■ Required work:
Return the records below exactly, leaving nothing out.

------

//! Model code generation for Spanner schemas.
//!
//! This crate consumes a `schema.json` model, resolves Go types and names for
//! every table, links indexes and foreign keys, and hands the resolved model
//! to a pluggable renderer. Nothing here touches the filesystem.

pub mod engine;
pub mod errors;
pub mod funcs;
pub mod model;
pub mod names;
pub mod packages;
pub mod relations;
pub mod render;
pub mod resolve;
pub mod types;

pub use engine::{GenerationRun, Generator, SHARED_ARTIFACT};
pub use errors::{GenerateError, RenderError};
pub use model::{Artifact, ArtifactKind, GenerateOptions, Generation};
pub use packages::{Imports, Package, PackageRegistry};
pub use render::{GoRenderer, TemplateRenderer};
pub use types::FieldType;
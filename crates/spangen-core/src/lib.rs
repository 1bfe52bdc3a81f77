//! Schema contracts for spangen.
//!
//! This crate defines the input schema types consumed by the code generator
//! and the structural checks run before any resolution happens.

pub mod constraints;
pub mod error;
pub mod schema;
pub mod types;
pub mod validation;

pub use constraints::{ForeignKey, Index};
pub use error::{Error, Result};
pub use schema::{Column, DatabaseSchema, Table};
pub use types::ColumnType;
pub use validation::validate_schema;

/// Current contract version for `schema.json` inputs.
pub const SCHEMA_VERSION: &str = "0.1";
use std::fs::{OpenOptions, create_dir_all};
use std::io::{self, Write};
use std::path::{Path, PathBuf};

use serde::Serialize;

use super::{WorkspaceError, WorkspaceResult};

pub fn write_json_atomic<T: Serialize>(path: &Path, value: &T) -> WorkspaceResult<()> {
    let mut data = serde_json::to_vec_pretty(value)?;
    data.push(b'\n');
    write_bytes_atomic(path, &data)
}

/// Writes `data` next to `path` and renames it into place, so readers never
/// observe a half-written artifact.
pub fn write_bytes_atomic(path: &Path, data: &[u8]) -> WorkspaceResult<()> {
    let parent = path.parent().filter(|parent| !parent.as_os_str().is_empty());
    if let Some(parent) = parent {
        create_dir_all(parent)?;
    }

    let tmp_path = temp_path(path)?;
    let mut file = OpenOptions::new()
        .create(true)
        .truncate(true)
        .write(true)
        .open(&tmp_path)?;
    file.write_all(data)?;
    file.sync_all()?;

    std::fs::rename(&tmp_path, path)?;
    if let Some(parent) = parent {
        sync_dir(parent)?;
    }

    Ok(())
}

fn temp_path(path: &Path) -> WorkspaceResult<PathBuf> {
    let file_name = path
        .file_name()
        .ok_or_else(|| WorkspaceError::Invalid(format!("not a file path: {}", path.display())))?;
    let tmp_name = format!(".{}.tmp", file_name.to_string_lossy());
    Ok(path.with_file_name(tmp_name))
}

#[cfg(unix)]
fn sync_dir(path: &Path) -> io::Result<()> {
    let dir = OpenOptions::new().read(true).open(path)?;
    dir.sync_all()
}

#[cfg(not(unix))]
fn sync_dir(_path: &Path) -> io::Result<()> {
    Ok(())
}

#[cfg(test)]
mod tests {
    use super::*;

    fn scratch_dir() -> PathBuf {
        std::env::temp_dir().join(format!("spangen_atomic_{}", uuid::Uuid::new_v4()))
    }

    #[test]
    fn creates_parent_directories_and_replaces_content() {
        let dir = scratch_dir();
        let path = dir.join("nested").join("order.spangen.go");

        write_bytes_atomic(&path, b"package models\n").unwrap();
        write_bytes_atomic(&path, b"package db\n").unwrap();

        assert_eq!(std::fs::read_to_string(&path).unwrap(), "package db\n");
        let leftovers: Vec<_> = std::fs::read_dir(path.parent().unwrap())
            .unwrap()
            .filter_map(|entry| entry.ok())
            .filter(|entry| entry.file_name().to_string_lossy().ends_with(".tmp"))
            .collect();
        assert!(leftovers.is_empty());

        std::fs::remove_dir_all(dir).unwrap();
    }

    #[test]
    fn rejects_paths_without_a_file_name() {
        let err = write_bytes_atomic(Path::new("/"), b"").unwrap_err();
        assert!(matches!(err, WorkspaceError::Invalid(_)));
    }
}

------

■ Exercise response:
//! Model code generation for Spanner schemas.
//!
//! This crate consumes a `schema.json` model, resolves Go types and names for
//! every table, links indexes and foreign keys, and hands the resolved model
//! to a pluggable renderer. Nothing here touches the filesystem.

pub mod engine;
pub mod errors;
pub mod funcs;
pub mod model;
pub mod names;
pub mod packages;
pub mod relations;
pub mod render;
pub mod resolve;
pub mod types;

pub use engine::{GenerationRun, Generator, SHARED_ARTIFACT};
pub use errors::{GenerateError, RenderError};
pub use model::{Artifact, ArtifactKind, GenerateOptions, Generation};
pub use packages::{Imports, Package, PackageRegistry};
pub use render::{GoRenderer, TemplateRenderer};
pub use types::FieldType;
filename crates/spangen-core/src/lib.rs
repository 1bfe52bdc3a81f77
//! Schema contracts for spangen.
//!
//! This crate defines the input schema types consumed by the code generator
//! and the structural checks run before any resolution happens.

pub mod constraints;
pub mod error;
pub mod schema;
pub mod types;
pub mod validation;

pub use constraints::{ForeignKey, Index};
pub use error::{Error, Result};
pub use schema::{Column, DatabaseSchema, Table};
pub use types::ColumnType;
pub use validation::validate_schema;

/// Current contract version for `schema.json` inputs.
pub const SCHEMA_VERSION: &str = "0.1";
use std::fs::{OpenOptions, create_dir_all};
use std::io::{self, Write};
use std::path::{Path, PathBuf};

use serde::Serialize;

use super::{WorkspaceError, WorkspaceResult};

pub fn write_json_atomic<T: Serialize>(path: &Path, value: &T) -> WorkspaceResult<()> {
    let mut data = serde_json::to_vec_pretty(value)?;
    data.push(b'\n');
    write_bytes_atomic(path, &data)
}

/// Writes `data` next to `path` and renames it into place, so readers never
/// observe a half-written artifact.
pub fn write_bytes_atomic(path: &Path, data: &[u8]) -> WorkspaceResult<()> {
    let parent = path.parent().filter(|parent| !parent.as_os_str().is_empty());
    if let Some(parent) = parent {
        create_dir_all(parent)?;
    }

    let tmp_path = temp_path(path)?;
    let mut file = OpenOptions::new()
        .create(true)
        .truncate(true)
        .write(true)
        .open(&tmp_path)?;
    file.write_all(data)?;
    file.sync_all()?;

    std::fs::rename(&tmp_path, path)?;
    if let Some(parent) = parent {
        sync_dir(parent)?;
    }

    Ok(())
}

fn temp_path(path: &Path) -> WorkspaceResult<PathBuf> {
    let file_name = path
        .file_name()
        .ok_or_else(|| WorkspaceError::Invalid(format!("not a file path: {}", path.display())))?;
    let tmp_name = format!(".{}.tmp", file_name.to_string_lossy());
    Ok(path.with_file_name(tmp_name))
}

#[cfg(unix)]
fn sync_dir(path: &Path) -> io::Result<()> {
    let dir = OpenOptions::new().read(true).open(path)?;
    dir.sync_all()
}

#[cfg(not(unix))]
fn sync_dir(_path: &Path) -> io::Result<()> {
    Ok(())
}

#[cfg(test)]
mod tests {
    use super::*;

    fn scratch_dir() -> PathBuf {
        std::env::temp_dir().join(format!("spangen_atomic_{}", uuid::Uuid::new_v4()))
    }

    #[test]
    fn creates_parent_directories_and_replaces_content() {
        let dir = scratch_dir();
        let path = dir.join("nested").join("order.spangen.go");

        write_bytes_atomic(&path, b"package models\n").unwrap();
        write_bytes_atomic(&path, b"package db\n").unwrap();

        assert_eq!(std::fs::read_to_string(&path).unwrap(), "package db\n");
        let leftovers: Vec<_> = std::fs::read_dir(path.parent().unwrap())
            .unwrap()
            .filter_map(|entry| entry.ok())
            .filter(|entry| entry.file_name().to_string_lossy().ends_with(".tmp"))
            .collect();
        assert!(leftovers.is_empty());

        std::fs::remove_dir_all(dir).unwrap();
    }

    #[test]
    fn rejects_paths_without_a_file_name() {
        let err = write_bytes_atomic(Path::new("/"), b"").unwrap_err();
        assert!(matches!(err, WorkspaceError::Invalid(_)));
    }
}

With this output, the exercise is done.